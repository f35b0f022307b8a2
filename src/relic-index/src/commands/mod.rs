//! Command handlers for relic-index
//!
//! Each subcommand has its own module with a `handle` function.

pub mod build;
pub mod configure;
pub mod fetch;
pub mod report;
pub mod value;

use anyhow::{Context, Result};
use relic_engine::RelicIndex;
use relic_index::{fetch_index, Config};
use std::path::Path;

/// Load the config from `path`, or the default location
pub fn load_config(path: Option<&Path>) -> Result<Config> {
    match path {
        Some(path) => Config::load_from(path),
        None => Config::load(),
    }
}

/// Load an index from a file path or URL
pub fn load_index(source: &str) -> Result<RelicIndex> {
    fetch_index(source).with_context(|| format!("Failed to load index from {source}"))
}
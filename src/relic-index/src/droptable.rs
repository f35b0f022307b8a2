//! Drop table page scraper
//!
//! The public drop table lists every relic as a header row such as
//! `Axi A1 Relic (Intact)` followed by its six reward rows (item, chance).
//! Only the Intact tables are read: the tier of each slot is recovered from
//! the Intact chance and the other refinements are derived from tiers.

use relic_engine::{set_name, RelicDrops, TierCode};
use scraper::{ElementRef, Html, Selector};
use std::collections::{BTreeMap, BTreeSet};

use crate::error::IngestError;

const INTACT_HEADER: &str = "Relic (Intact)";
const REWARDS_PER_RELIC: usize = 6;

/// Relic drop tables scraped from the page
#[derive(Debug, Clone, Default, PartialEq)]
pub struct DropTable {
    pub relics: BTreeMap<String, RelicDrops>,
    /// Every prime part seen in any relic
    pub prime_parts: BTreeSet<String>,
}

impl DropTable {
    /// Prime parts grouped by set name
    pub fn sets(&self) -> BTreeMap<String, Vec<String>> {
        let mut sets: BTreeMap<String, Vec<String>> = BTreeMap::new();
        for part in &self.prime_parts {
            sets.entry(set_name(part)).or_default().push(part.clone());
        }
        sets
    }
}

/// Tier of an Intact reward label such as `Uncommon (25.33%)`
pub fn tier_from_label(label: &str) -> Option<TierCode> {
    let percent = label.split_once('(')?.1.split_once('%')?.0.trim();
    match percent {
        "25.33" => Some(TierCode(1)),
        "11.00" => Some(TierCode(2)),
        "2.00" => Some(TierCode(3)),
        _ => None,
    }
}

fn selector(css: &'static str) -> Result<Selector, IngestError> {
    Selector::parse(css).map_err(|e| IngestError::Selector {
        selector: css,
        message: e.to_string(),
    })
}

fn cell_text(cell: ElementRef<'_>) -> String {
    cell.text().collect::<String>().trim().to_string()
}

/// Parse relic drop tables out of the drop table HTML
pub fn parse_drop_table(html: &str) -> Result<DropTable, IngestError> {
    let document = Html::parse_document(html);
    let row_selector = selector("tr")?;
    let header_selector = selector("th")?;
    let cell_selector = selector("td")?;

    let rows: Vec<ElementRef<'_>> = document.select(&row_selector).collect();
    let mut table = DropTable::default();

    for (i, row) in rows.iter().enumerate() {
        let Some(header) = row.select(&header_selector).next() else {
            continue;
        };
        let header = cell_text(header);
        if !header.contains(INTACT_HEADER) {
            continue;
        }

        let relic = header
            .split("Relic")
            .next()
            .unwrap_or_default()
            .trim_end()
            .to_string();

        let mut drops = RelicDrops::new();
        for reward in rows.iter().skip(i + 1).take(REWARDS_PER_RELIC) {
            let cells: Vec<String> = reward.select(&cell_selector).map(cell_text).collect();
            let [item, label, ..] = cells.as_slice() else {
                tracing::warn!(relic = %relic, "reward row without item and chance cells");
                continue;
            };

            let Some(tier) = tier_from_label(label) else {
                tracing::warn!(
                    relic = %relic,
                    item = %item,
                    label = %label,
                    "unknown chance label"
                );
                continue;
            };

            if item.contains(" Prime ") {
                table.prime_parts.insert(item.clone());
            }

            drops
                .entry(item.clone())
                .and_modify(|code| *code = code.tied(tier))
                .or_insert(tier);
        }

        tracing::debug!(relic = %relic, drops = drops.len(), "parsed relic");
        table.relics.insert(relic, drops);
    }

    tracing::info!(
        relics = table.relics.len(),
        prime_parts = table.prime_parts.len(),
        "parsed drop table"
    );

    Ok(table)
}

> _Aim of the exercise_
Set down, exactly and in full, the lines from the one containing "table.prime_parts.insert(item.clone());" through the end of the entries; no other line belongs.

> _Your response_
                table.prime_parts.insert(item.clone());
            }

            drops
                .entry(item.clone())
                .and_modify(|code| *code = code.tied(tier))
                .or_insert(tier);
        }

        tracing::debug!(relic = %relic, drops = drops.len(), "parsed relic");
        table.relics.insert(relic, drops);
    }

    tracing::info!(
        relics = table.relics.len(),
        prime_parts = table.prime_parts.len(),
        "parsed drop table"
    );

    Ok(table)
}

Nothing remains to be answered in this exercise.